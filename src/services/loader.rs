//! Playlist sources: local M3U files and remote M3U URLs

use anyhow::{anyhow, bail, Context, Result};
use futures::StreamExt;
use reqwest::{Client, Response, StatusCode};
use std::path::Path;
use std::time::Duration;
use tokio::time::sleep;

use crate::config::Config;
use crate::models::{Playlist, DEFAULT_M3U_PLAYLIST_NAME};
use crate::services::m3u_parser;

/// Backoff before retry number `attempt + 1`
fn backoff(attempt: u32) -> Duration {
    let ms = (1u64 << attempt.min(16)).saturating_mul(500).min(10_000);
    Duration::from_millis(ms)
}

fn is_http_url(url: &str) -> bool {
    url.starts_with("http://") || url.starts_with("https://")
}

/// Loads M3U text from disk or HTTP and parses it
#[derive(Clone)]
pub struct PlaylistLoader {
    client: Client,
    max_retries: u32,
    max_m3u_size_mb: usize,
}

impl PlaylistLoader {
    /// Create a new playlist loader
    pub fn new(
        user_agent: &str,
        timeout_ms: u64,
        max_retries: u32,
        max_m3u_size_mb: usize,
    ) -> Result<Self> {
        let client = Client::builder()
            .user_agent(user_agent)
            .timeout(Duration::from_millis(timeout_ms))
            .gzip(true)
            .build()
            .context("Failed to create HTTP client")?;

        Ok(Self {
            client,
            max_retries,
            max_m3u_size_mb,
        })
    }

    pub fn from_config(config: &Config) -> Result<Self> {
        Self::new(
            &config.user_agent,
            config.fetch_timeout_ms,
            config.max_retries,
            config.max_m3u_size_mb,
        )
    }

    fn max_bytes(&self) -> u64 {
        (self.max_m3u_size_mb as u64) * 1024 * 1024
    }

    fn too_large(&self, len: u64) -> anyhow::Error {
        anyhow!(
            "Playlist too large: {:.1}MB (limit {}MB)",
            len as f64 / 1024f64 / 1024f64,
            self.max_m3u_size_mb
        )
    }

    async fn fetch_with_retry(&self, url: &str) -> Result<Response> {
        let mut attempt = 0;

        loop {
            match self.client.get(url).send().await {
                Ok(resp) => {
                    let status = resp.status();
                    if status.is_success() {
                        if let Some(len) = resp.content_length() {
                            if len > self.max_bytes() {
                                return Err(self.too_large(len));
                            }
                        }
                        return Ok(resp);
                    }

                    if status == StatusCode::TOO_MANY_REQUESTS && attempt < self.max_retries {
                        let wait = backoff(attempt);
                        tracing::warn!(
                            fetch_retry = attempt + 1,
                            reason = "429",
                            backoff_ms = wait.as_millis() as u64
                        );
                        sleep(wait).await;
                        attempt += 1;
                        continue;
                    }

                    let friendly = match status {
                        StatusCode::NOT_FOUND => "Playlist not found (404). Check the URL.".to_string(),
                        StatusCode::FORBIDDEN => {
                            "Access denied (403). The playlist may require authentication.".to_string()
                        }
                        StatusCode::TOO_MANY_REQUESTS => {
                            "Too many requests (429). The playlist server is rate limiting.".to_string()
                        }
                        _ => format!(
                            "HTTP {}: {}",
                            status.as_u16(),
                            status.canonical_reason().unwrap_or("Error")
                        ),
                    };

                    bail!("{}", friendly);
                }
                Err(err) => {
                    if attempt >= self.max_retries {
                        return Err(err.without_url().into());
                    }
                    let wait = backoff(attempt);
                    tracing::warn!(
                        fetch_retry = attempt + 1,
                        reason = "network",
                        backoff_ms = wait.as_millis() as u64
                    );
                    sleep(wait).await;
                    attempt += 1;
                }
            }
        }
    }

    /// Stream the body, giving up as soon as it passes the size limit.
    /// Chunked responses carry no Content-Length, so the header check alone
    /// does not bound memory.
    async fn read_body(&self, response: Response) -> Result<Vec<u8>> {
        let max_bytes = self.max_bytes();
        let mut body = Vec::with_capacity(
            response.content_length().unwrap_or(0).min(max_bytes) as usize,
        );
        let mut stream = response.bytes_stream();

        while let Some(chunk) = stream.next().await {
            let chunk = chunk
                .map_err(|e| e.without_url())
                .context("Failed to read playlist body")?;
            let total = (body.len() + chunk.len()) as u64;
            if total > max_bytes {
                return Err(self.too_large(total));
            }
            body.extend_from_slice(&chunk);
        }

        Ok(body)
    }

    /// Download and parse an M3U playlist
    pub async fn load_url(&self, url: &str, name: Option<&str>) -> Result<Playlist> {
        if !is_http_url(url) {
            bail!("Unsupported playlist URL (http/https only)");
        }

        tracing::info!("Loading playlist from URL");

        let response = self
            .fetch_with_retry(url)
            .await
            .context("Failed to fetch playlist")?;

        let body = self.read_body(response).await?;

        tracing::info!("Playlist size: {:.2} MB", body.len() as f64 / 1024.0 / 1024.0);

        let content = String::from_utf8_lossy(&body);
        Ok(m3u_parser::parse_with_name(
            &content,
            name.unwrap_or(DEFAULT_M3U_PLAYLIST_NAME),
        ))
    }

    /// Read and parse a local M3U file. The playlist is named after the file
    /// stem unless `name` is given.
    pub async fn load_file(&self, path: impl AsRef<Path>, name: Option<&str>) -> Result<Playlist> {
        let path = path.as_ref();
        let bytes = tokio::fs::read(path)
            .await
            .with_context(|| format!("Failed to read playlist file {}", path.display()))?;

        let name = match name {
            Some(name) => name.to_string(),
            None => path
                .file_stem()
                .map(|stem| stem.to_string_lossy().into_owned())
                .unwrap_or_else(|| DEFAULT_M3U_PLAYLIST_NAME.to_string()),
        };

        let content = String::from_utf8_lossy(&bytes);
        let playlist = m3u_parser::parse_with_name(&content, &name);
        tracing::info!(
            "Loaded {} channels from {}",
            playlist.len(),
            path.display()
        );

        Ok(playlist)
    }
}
☆ ☆ ☆
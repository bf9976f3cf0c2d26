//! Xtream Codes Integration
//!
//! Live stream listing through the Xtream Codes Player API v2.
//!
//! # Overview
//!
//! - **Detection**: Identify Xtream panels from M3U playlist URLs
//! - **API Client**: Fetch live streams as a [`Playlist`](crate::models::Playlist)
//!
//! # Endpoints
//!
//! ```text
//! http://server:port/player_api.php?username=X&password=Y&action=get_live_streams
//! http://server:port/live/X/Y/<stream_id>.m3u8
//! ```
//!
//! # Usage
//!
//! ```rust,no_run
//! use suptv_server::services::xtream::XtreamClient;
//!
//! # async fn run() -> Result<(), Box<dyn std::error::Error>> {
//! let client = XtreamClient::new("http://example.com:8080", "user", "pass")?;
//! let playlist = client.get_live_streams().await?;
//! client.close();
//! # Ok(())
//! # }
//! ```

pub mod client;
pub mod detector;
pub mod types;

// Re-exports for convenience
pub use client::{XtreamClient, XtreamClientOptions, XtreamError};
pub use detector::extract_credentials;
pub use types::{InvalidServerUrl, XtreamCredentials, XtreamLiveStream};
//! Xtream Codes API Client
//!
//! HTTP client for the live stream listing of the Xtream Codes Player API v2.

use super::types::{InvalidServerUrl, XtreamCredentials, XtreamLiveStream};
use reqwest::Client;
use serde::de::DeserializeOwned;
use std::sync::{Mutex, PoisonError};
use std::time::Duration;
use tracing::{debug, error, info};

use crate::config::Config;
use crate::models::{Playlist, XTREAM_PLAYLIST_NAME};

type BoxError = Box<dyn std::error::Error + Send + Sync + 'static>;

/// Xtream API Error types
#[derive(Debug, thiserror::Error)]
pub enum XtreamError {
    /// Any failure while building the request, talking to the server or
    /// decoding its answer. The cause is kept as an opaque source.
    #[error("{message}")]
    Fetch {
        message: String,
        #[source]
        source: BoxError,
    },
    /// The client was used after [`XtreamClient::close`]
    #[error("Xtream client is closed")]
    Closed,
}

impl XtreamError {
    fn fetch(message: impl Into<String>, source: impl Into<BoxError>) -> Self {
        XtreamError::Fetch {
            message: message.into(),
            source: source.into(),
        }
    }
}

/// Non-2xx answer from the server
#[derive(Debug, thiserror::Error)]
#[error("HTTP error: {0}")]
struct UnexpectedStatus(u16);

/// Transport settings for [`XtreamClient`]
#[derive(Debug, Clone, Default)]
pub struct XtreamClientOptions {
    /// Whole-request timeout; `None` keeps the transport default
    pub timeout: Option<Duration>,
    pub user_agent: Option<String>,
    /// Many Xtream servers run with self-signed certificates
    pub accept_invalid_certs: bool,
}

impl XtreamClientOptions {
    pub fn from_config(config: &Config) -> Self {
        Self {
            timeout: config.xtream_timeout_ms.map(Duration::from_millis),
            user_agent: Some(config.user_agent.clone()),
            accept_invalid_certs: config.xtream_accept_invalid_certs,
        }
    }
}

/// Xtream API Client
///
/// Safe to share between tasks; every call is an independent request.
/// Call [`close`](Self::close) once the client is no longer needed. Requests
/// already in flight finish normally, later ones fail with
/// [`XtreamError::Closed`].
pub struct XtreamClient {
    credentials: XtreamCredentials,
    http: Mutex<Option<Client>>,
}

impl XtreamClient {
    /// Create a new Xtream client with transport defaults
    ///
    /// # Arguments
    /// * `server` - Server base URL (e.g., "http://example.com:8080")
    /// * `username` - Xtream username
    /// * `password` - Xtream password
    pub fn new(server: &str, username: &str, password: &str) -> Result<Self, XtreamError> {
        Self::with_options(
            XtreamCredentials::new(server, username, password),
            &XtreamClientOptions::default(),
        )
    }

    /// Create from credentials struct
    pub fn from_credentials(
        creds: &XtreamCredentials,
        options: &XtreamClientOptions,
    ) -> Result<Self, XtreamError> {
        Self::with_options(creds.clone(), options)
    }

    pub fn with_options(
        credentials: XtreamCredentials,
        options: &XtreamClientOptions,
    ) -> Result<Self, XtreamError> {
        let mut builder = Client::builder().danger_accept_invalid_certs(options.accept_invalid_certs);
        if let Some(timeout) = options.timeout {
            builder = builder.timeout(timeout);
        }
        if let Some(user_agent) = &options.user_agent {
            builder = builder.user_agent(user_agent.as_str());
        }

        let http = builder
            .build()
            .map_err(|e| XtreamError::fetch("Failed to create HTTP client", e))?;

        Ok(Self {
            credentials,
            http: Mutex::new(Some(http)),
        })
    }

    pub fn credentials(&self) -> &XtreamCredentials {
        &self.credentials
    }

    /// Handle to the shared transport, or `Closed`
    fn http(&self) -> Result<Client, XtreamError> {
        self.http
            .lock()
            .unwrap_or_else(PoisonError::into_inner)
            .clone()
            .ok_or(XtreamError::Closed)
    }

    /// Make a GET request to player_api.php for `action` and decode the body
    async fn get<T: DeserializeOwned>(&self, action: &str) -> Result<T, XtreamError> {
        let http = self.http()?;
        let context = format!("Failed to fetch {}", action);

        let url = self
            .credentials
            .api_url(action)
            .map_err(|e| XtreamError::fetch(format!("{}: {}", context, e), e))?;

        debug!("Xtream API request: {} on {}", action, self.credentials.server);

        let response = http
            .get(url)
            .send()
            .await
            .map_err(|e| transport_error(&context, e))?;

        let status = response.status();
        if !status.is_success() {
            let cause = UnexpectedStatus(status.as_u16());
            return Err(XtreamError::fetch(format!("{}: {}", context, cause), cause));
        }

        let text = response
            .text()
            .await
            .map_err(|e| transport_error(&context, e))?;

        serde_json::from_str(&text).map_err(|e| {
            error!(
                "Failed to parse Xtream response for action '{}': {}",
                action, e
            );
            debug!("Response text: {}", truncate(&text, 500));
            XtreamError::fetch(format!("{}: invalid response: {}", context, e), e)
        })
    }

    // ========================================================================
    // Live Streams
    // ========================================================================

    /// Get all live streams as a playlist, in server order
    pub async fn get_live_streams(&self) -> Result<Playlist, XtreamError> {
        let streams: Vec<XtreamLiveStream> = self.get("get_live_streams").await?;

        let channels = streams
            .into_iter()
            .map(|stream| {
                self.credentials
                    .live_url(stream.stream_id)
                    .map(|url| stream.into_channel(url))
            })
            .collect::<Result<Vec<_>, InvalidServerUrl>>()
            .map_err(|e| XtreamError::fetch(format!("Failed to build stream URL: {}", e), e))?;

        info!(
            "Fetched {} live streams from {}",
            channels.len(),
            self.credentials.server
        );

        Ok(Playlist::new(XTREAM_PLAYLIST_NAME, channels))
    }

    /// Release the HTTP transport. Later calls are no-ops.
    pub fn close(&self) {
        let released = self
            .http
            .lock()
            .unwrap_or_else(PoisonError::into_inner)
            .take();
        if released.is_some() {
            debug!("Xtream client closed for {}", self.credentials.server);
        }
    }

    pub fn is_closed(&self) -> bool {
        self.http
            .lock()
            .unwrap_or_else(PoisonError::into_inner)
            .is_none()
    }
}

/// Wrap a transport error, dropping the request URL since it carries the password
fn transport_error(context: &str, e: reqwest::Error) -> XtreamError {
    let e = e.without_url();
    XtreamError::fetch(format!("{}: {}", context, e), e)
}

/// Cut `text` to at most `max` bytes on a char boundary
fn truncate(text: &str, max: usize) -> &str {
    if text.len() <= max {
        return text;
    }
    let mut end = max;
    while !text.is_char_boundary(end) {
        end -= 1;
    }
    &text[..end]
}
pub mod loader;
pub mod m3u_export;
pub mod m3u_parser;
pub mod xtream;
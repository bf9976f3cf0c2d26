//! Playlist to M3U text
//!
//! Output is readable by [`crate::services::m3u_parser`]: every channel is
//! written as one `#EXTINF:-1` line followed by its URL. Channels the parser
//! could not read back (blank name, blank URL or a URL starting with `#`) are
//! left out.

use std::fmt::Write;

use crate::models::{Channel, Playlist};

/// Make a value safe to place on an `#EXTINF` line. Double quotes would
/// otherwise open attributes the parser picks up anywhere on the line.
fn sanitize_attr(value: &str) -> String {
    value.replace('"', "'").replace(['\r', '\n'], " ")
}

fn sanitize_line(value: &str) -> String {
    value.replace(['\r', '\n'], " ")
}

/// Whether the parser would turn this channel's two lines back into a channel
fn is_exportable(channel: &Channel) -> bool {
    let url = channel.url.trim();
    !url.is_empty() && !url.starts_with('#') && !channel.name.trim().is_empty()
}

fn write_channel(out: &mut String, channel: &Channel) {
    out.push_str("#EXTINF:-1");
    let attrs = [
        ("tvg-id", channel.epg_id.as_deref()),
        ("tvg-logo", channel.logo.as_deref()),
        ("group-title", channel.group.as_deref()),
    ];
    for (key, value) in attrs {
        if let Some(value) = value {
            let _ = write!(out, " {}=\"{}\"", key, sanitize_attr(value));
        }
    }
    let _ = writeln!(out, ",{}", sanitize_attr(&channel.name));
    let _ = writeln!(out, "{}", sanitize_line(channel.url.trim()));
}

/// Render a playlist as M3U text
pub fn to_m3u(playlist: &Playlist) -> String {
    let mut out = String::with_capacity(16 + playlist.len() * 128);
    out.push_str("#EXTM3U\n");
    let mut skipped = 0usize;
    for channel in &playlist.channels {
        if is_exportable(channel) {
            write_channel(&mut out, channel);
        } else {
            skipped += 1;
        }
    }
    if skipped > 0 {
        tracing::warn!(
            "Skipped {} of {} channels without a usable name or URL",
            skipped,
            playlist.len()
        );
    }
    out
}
☆ ☆ ☆
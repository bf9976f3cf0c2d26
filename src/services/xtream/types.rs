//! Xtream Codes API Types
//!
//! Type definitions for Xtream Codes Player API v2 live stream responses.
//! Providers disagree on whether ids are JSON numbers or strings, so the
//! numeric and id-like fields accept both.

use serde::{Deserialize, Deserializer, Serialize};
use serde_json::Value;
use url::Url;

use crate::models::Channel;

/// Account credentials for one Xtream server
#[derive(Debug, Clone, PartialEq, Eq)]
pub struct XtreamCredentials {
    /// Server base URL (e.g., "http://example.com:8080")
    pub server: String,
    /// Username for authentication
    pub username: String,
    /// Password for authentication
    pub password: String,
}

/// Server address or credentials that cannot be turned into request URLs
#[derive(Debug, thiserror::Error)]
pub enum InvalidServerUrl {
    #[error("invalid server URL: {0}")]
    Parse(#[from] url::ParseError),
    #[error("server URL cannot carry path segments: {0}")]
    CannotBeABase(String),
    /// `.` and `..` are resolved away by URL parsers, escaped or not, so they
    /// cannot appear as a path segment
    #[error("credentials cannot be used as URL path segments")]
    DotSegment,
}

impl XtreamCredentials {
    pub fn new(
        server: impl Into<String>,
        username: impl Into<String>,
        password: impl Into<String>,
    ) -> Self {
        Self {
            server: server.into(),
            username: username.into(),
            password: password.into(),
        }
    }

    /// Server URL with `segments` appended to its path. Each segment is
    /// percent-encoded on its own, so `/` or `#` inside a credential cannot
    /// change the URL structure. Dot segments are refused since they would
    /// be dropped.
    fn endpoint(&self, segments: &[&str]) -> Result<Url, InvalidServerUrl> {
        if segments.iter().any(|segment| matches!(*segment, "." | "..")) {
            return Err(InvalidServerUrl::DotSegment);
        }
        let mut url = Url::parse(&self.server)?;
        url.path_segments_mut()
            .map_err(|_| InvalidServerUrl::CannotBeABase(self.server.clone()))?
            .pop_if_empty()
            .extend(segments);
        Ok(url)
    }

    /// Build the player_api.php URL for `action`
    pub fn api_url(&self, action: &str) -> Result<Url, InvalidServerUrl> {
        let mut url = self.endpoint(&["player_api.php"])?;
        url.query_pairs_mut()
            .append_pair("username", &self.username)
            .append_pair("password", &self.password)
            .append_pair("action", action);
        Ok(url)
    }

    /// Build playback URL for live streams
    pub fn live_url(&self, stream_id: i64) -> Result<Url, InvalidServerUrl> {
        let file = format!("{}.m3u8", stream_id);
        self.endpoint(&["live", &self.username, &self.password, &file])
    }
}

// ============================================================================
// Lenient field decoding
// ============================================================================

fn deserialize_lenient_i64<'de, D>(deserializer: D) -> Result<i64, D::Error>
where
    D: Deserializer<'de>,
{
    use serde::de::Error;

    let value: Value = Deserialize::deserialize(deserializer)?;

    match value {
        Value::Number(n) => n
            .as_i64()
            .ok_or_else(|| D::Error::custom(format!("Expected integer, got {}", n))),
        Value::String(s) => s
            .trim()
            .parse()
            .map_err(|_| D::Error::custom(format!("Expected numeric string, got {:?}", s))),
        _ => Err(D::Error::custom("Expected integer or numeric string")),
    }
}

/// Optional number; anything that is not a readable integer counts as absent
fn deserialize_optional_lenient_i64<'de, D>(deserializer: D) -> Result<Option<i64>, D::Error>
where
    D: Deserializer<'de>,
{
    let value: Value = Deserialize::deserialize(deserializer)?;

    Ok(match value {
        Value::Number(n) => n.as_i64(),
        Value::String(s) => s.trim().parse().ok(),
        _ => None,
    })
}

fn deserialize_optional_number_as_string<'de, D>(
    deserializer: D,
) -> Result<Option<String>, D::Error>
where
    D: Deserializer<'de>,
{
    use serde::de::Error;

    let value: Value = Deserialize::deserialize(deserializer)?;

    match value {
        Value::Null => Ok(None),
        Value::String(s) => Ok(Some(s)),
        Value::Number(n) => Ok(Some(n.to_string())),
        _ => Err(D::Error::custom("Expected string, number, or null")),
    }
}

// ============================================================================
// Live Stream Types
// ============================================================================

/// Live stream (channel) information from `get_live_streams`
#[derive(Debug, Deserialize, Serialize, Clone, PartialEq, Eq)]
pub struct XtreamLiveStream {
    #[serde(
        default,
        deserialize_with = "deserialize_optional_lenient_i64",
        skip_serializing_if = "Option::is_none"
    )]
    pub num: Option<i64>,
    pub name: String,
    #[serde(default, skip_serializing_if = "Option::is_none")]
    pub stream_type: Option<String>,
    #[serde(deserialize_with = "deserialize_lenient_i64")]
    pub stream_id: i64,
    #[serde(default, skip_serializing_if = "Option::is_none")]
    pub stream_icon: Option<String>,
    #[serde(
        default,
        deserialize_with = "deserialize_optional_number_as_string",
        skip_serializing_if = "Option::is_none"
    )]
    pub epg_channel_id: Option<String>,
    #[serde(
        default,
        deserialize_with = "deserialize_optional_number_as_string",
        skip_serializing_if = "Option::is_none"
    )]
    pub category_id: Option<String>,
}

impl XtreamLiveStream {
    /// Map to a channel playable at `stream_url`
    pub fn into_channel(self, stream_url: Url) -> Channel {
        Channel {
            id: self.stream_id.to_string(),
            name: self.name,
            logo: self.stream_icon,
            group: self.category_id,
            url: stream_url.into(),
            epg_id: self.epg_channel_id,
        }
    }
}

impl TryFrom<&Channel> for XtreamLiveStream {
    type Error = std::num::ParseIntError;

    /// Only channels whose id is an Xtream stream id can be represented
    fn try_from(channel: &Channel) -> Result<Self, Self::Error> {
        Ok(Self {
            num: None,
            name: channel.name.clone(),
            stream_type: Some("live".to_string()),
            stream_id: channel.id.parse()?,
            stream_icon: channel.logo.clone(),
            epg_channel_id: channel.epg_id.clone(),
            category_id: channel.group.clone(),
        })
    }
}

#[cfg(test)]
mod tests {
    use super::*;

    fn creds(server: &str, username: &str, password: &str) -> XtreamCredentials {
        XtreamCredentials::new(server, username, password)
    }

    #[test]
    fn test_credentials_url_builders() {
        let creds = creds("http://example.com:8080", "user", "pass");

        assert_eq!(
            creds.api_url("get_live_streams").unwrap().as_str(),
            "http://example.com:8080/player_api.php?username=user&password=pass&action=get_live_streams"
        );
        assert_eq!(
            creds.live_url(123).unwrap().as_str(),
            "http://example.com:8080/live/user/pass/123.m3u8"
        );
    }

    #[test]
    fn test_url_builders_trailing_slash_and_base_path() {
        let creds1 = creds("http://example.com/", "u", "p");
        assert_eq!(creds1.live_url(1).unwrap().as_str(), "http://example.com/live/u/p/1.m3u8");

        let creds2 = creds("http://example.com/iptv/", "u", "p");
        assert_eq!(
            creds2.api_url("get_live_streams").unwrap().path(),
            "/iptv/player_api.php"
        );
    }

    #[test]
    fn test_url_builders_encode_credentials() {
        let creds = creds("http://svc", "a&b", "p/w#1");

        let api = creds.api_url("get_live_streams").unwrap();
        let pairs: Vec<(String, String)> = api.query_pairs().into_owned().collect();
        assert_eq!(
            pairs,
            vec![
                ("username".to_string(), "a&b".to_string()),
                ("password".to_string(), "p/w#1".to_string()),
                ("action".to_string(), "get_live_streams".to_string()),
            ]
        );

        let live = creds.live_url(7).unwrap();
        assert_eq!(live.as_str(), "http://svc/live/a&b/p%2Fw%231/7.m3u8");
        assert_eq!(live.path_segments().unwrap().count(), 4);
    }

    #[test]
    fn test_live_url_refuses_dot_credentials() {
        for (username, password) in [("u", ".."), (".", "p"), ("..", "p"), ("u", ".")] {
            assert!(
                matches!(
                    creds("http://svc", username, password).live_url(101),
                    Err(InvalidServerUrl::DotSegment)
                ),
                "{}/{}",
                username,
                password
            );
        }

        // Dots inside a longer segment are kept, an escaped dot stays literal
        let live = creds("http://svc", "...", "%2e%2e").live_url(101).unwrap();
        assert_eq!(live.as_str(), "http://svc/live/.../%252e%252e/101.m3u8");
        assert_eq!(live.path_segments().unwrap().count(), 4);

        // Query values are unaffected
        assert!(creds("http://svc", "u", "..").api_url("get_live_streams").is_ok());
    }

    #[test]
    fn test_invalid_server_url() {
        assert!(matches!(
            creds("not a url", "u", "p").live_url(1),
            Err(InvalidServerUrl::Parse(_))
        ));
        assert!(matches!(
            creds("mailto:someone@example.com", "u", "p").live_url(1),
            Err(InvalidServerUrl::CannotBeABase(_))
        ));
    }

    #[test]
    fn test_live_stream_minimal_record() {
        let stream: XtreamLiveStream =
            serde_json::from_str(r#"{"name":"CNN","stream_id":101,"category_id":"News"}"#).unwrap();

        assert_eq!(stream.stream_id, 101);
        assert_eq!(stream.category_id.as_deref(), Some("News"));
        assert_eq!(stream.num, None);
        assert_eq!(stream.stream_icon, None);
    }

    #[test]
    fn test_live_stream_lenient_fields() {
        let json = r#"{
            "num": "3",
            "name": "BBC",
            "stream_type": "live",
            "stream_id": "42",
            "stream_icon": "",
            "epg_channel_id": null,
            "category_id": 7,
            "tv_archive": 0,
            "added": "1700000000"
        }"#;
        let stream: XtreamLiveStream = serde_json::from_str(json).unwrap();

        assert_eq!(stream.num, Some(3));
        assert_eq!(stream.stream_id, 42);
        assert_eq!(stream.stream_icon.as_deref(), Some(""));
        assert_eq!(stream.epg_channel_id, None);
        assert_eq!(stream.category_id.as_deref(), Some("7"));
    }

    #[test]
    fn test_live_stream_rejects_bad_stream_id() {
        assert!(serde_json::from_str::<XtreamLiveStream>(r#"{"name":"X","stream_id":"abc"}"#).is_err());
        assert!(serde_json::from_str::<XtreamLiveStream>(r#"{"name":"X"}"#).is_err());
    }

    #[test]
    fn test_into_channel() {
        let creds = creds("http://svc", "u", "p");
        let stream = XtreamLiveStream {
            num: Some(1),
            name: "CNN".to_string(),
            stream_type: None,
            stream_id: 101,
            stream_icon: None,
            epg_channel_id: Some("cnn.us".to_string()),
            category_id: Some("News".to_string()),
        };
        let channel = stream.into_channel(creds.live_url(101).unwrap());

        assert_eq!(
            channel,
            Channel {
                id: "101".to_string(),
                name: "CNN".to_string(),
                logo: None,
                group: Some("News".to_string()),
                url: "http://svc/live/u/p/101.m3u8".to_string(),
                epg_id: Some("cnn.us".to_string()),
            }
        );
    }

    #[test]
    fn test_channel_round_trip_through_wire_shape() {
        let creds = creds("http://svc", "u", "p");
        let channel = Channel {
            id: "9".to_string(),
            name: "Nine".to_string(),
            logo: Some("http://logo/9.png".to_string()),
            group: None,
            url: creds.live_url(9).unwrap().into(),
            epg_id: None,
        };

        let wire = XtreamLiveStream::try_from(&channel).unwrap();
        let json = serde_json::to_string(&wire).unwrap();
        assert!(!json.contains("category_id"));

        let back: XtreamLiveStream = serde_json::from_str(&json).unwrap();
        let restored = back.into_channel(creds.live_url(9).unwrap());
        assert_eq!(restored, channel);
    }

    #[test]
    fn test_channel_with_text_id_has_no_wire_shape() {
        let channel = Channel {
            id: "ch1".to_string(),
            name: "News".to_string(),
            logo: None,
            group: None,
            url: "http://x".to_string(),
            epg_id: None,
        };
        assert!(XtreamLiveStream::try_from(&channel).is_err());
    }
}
☆ ☆ ☆
• _Problem details_
What you give back should be only the lines of the records above, starting at the line with "M3U playlist URLs" and ending at the line with "of the Xtream Codes Player API v2.", restated word for word.

• _Response_
//! - **Detection**: Identify Xtream panels from M3U playlist URLs
//! - **API Client**: Fetch live streams as a [`Playlist`](crate::models::Playlist)
//!
//! # Endpoints
//!
//! ```text
//! http://server:port/player_api.php?username=X&password=Y&action=get_live_streams
//! http://server:port/live/X/Y/<stream_id>.m3u8
//! ```
//!
//! # Usage
//!
//! ```rust,no_run
//! use suptv_server::services::xtream::XtreamClient;
//!
//! # async fn run() -> Result<(), Box<dyn std::error::Error>> {
//! let client = XtreamClient::new("http://example.com:8080", "user", "pass")?;
//! let playlist = client.get_live_streams().await?;
//! client.close();
//! # Ok(())
//! # }
//! ```

pub mod client;
pub mod detector;
pub mod types;

// Re-exports for convenience
pub use client::{XtreamClient, XtreamClientOptions, XtreamError};
pub use detector::extract_credentials;
pub use types::{InvalidServerUrl, XtreamCredentials, XtreamLiveStream};
//! Xtream Codes API Client
//!
//! HTTP client for the live stream listing of the Xtream Codes Player API v2.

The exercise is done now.